Could I suggest you bring a small protion of video into a local drive, add a fade at each end and see how long that takes to render to local drive also.

CPU is plenty fast enough so its got to be either something screwed up or the USB drive is very slow. You could try looking to CPU utilisation during render, if the CPU seems to be idling along while rendering any FXs then time to look at the drive. If the CPU is at 100% during non FX renders hmm, maybe something else is gobbling up CPU cycles.

And one last thought, the project properties match those of the video? You're not inadvertently trying to render NTSC to PAL, that'd sure slow things down!
stormstereo wrote on 5/1/2004, 9:30 PM
Yes indeed, opacity in the Track header OR on the Event seem to be the most common "mistake". Also check if you've dropped any FX on the preview window AKA the Video Bus. That will affect the whole project. Hmmm, what else...check if there's any FX on the track header.
Best/Tommy
Lanzaedit wrote on 5/2/2004, 5:25 AM
Farss wrote:
"Only issue could be I think he's rendering from an extermal USB drive."
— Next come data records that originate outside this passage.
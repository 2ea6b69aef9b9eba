//! Column-wise standardization of the feature matrix
//!
//! Metrics live on very different scales (time steps vs. damage totals), so
//! the embedding and clustering commands standardize each column to zero mean
//! and unit variance first. The computation is delegated to
//! `linfa-preprocessing`'s linear scaler.

use linfa::{
    DatasetBase,
    traits::{Fit, Transformer},
};
use linfa_preprocessing::linear_scaling::LinearScaler;
use ndarray::Array2;

#[derive(Debug, derive_more::Display, derive_more::Error)]
pub enum ScaleError {
    #[display("standardization failed: {message}")]
    Standardize { message: String },
}

/// Standardize every column of `records` to zero mean and unit variance.
pub fn standardize(records: &Array2<f64>) -> Result<Array2<f64>, ScaleError> {
    let dataset = DatasetBase::from(records.clone());
    let scaler = LinearScaler::standard()
        .fit(&dataset)
        .map_err(|err| ScaleError::Standardize {
            message: err.to_string(),
        })?;
    Ok(scaler.transform(dataset).records)
}
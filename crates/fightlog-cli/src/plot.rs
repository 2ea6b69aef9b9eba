//! Scatter-plot rendering
//!
//! All commands that embed fights into 2-D render the result as a static PNG
//! scatter plot, one color per group (source folder or cluster), with a
//! legend. Rendering is delegated to `plotters`.

use std::{collections::BTreeMap, fs, ops::Range, path::Path};

use anyhow::Context as _;
use fightlog_analysis::{clustering::ClusterAssignment, summary::ClusterLabel};
use ndarray::Array2;
use plotters::prelude::*;

/// One colored point group of a scatter plot.
pub(crate) struct ScatterGroup {
    pub name: String,
    pub points: Vec<(f64, f64)>,
}

/// Group embedded coordinates by their per-row string label (source folder).
///
/// Groups come out sorted by label so colors are stable across runs.
pub(crate) fn group_by_source(coords: &Array2<f64>, sources: &[String]) -> Vec<ScatterGroup> {
    let mut groups: BTreeMap<&str, Vec<(f64, f64)>> = BTreeMap::new();
    for (row, source) in sources.iter().enumerate() {
        groups
            .entry(source)
            .or_default()
            .push((coords[[row, 0]], coords[[row, 1]]));
    }
    groups
        .into_iter()
        .map(|(name, points)| ScatterGroup {
            name: name.to_owned(),
            points,
        })
        .collect()
}

/// Group embedded coordinates by cluster assignment, noise last.
pub(crate) fn group_by_cluster(
    coords: &Array2<f64>,
    assignment: &ClusterAssignment,
) -> Vec<ScatterGroup> {
    let mut groups: BTreeMap<ClusterLabel, Vec<(f64, f64)>> = BTreeMap::new();
    for (row, label) in assignment.labels.iter().enumerate() {
        let label = label.map_or(ClusterLabel::Noise, ClusterLabel::Cluster);
        groups
            .entry(label)
            .or_default()
            .push((coords[[row, 0]], coords[[row, 1]]));
    }
    groups
        .into_iter()
        .map(|(label, points)| ScatterGroup {
            name: label.to_string(),
            points,
        })
        .collect()
}

/// Render a scatter plot PNG with one color and legend entry per group.
pub(crate) fn render_scatter(
    path: &Path,
    title: &str,
    x_label: &str,
    y_label: &str,
    groups: &[ScatterGroup],
) -> anyhow::Result<()> {
    if let Some(parent) = path.parent() {
        if !parent.as_os_str().is_empty() {
            fs::create_dir_all(parent)
                .with_context(|| format!("Failed to create directory {}", parent.display()))?;
        }
    }

    let (x_range, y_range) = axis_ranges(groups);

    let root = BitMapBackend::new(path, (1200, 900)).into_drawing_area();
    root.fill(&WHITE)?;

    let mut chart = ChartBuilder::on(&root)
        .caption(title, ("sans-serif", 28))
        .margin(20)
        .x_label_area_size(50)
        .y_label_area_size(60)
        .build_cartesian_2d(x_range, y_range)?;
    chart
        .configure_mesh()
        .x_desc(x_label)
        .y_desc(y_label)
        .draw()?;

    for (index, group) in groups.iter().enumerate() {
        let color = Palette99::pick(index).mix(0.85);
        chart
            .draw_series(
                group
                    .points
                    .iter()
                    .map(|&(x, y)| Circle::new((x, y), 4, color.filled())),
            )?
            .label(group.name.clone())
            .legend(move |(x, y)| Circle::new((x, y), 4, color.filled()));
    }

    chart
        .configure_series_labels()
        .border_style(BLACK)
        .background_style(WHITE.mix(0.8))
        .draw()?;
    root.present()
        .with_context(|| format!("Failed to write plot to {}", path.display()))?;

    Ok(())
}

/// Data bounds with 5% padding; falls back to a unit box for degenerate data.
fn axis_ranges(groups: &[ScatterGroup]) -> (Range<f64>, Range<f64>) {
    let mut x_min = f64::INFINITY;
    let mut x_max = f64::NEG_INFINITY;
    let mut y_min = f64::INFINITY;
    let mut y_max = f64::NEG_INFINITY;
    for group in groups {
        for &(x, y) in &group.points {
            x_min = x_min.min(x);
            x_max = x_max.max(x);
            y_min = y_min.min(y);
            y_max = y_max.max(y);
        }
    }
    if !(x_min.is_finite() && x_max.is_finite() && y_min.is_finite() && y_max.is_finite()) {
        return (-1.0..1.0, -1.0..1.0);
    }
    let x_pad = ((x_max - x_min) * 0.05).max(0.5);
    let y_pad = ((y_max - y_min) * 0.05).max(0.5);
    (
        (x_min - x_pad)..(x_max + x_pad),
        (y_min - y_pad)..(y_max + y_pad),
    )
}
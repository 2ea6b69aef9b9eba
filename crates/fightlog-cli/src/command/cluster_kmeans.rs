use std::path::PathBuf;

use clap::Args;
use fightlog_analysis::{clustering, embedding, scaling, summary};

use crate::{plot, report, util};

#[derive(Debug, Clone, Args)]
pub struct ClusterKmeansArg {
    /// Directory tree containing fight record JSON files
    corpus: PathBuf,
    /// Number of clusters
    #[clap(long, default_value_t = 4)]
    clusters: usize,
    /// Seed for centroid initialization
    #[clap(long, default_value_t = 42)]
    seed: u64,
    /// Output path for the scatter plot PNG
    #[clap(long, default_value = "kmeans_scatter.png")]
    plot: PathBuf,
    /// Save the per-cluster summary as CSV
    #[clap(long)]
    summary_output: Option<PathBuf>,
    /// Save the per-fight cluster assignment as CSV
    #[clap(long)]
    assignments_output: Option<PathBuf>,
}

pub fn run(arg: &ClusterKmeansArg) -> anyhow::Result<()> {
    let (_corpus, matrix) = util::load_matrix(&arg.corpus)?;

    let scaled = scaling::standardize(&matrix.records)?;
    eprintln!(
        "Running k-means (k = {}, seed = {})...",
        arg.clusters, arg.seed
    );
    let outcome = clustering::kmeans(&scaled, arg.clusters, arg.seed)?;
    println!(
        "k-means converged with {} clusters, inertia {:.4}",
        outcome.assignment.n_clusters, outcome.inertia
    );

    let summaries = summary::summarize(&matrix, &outcome.assignment);
    report::print_cluster_summaries(&summaries);

    // Clusters live in 7-D; project through PCA for the plot.
    let embedding = embedding::pca_2d(&scaled)?;
    let ratio = &embedding.explained_variance_ratio;
    let groups = plot::group_by_cluster(&embedding.coords, &outcome.assignment);
    plot::render_scatter(
        &arg.plot,
        &format!("k-means clusters (k = {})", arg.clusters),
        &format!("PC1 ({:.3})", ratio[0]),
        &format!("PC2 ({:.3})", ratio[1]),
        &groups,
    )?;
    println!("Scatter plot saved to: {}", arg.plot.display());

    if let Some(summary_output) = &arg.summary_output {
        report::save_summary_csv(summary_output, &summaries)?;
    }
    if let Some(assignments_output) = &arg.assignments_output {
        report::save_assignments_csv(assignments_output, &matrix, &outcome.assignment)?;
    }

    Ok(())
}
The video is on an external firewire drive.
Should I bring it in to the internal drive first?

John

farss wrote on 5/2/2004, 6:08 AM
Firewire drives are usually pretty fast but you never know, sure worth while trying that out. Also there's a render test .veg on the Sundance site, sorry don't have a direct link but do a search here for Render Test, I know it's been posted several times.
Lanzaedit wrote on 5/2/2004, 1:06 PM
I checked the fomat on the files of the external hard drive.
They are .wmv files. Is that the problem that's causing the very long render times?

A different clip that I digitized to my internal hard drive from my camera saved as an avi. I took a small clip of that and rendered to a new track without any problems.

John
farss wrote on 5/2/2004, 2:05 PM
WMV files will take a lot of processing to render, in fact you may find that many of them will not even open properly in Vegas.
WMV is an OUTPUT format. It's not designed to be edited in general. Same goes for mpeg.
Liam_Vegas wrote on 5/2/2004, 2:49 PM
Yes... finally.. it is nice to have the answer. Just goes to show that none of us should assume anything here. [edit] in fact I just noticed that my second post to this thread did indeed have the exact question on what the source clips actually were... if that question were answered at the time we would have all seen the answer a lot sooner

The native format for Vegas is DV not WMV, RM, uncompressed AVI or anything else. Going to/from any other format or re-rendering a WMV file as another WMV file will require substantially more CPU than working with unmodified DV AVI.

When you made your statement about not "doing anything" else with your video I erroneously assumed we were talking about DV AVI files that you had captured yourself.
Lanzaedit wrote on 5/2/2004, 3:22 PM
Am I better off re-digitizing the footage myself...
or can I convert the already-digitized .wmv's to .avi's?

John
Liam_Vegas wrote on 5/2/2004, 3:54 PM
If you have the original tapes.. and they are from a DV camera... yes.. re-digitize them as you will never get the same quality otherwise.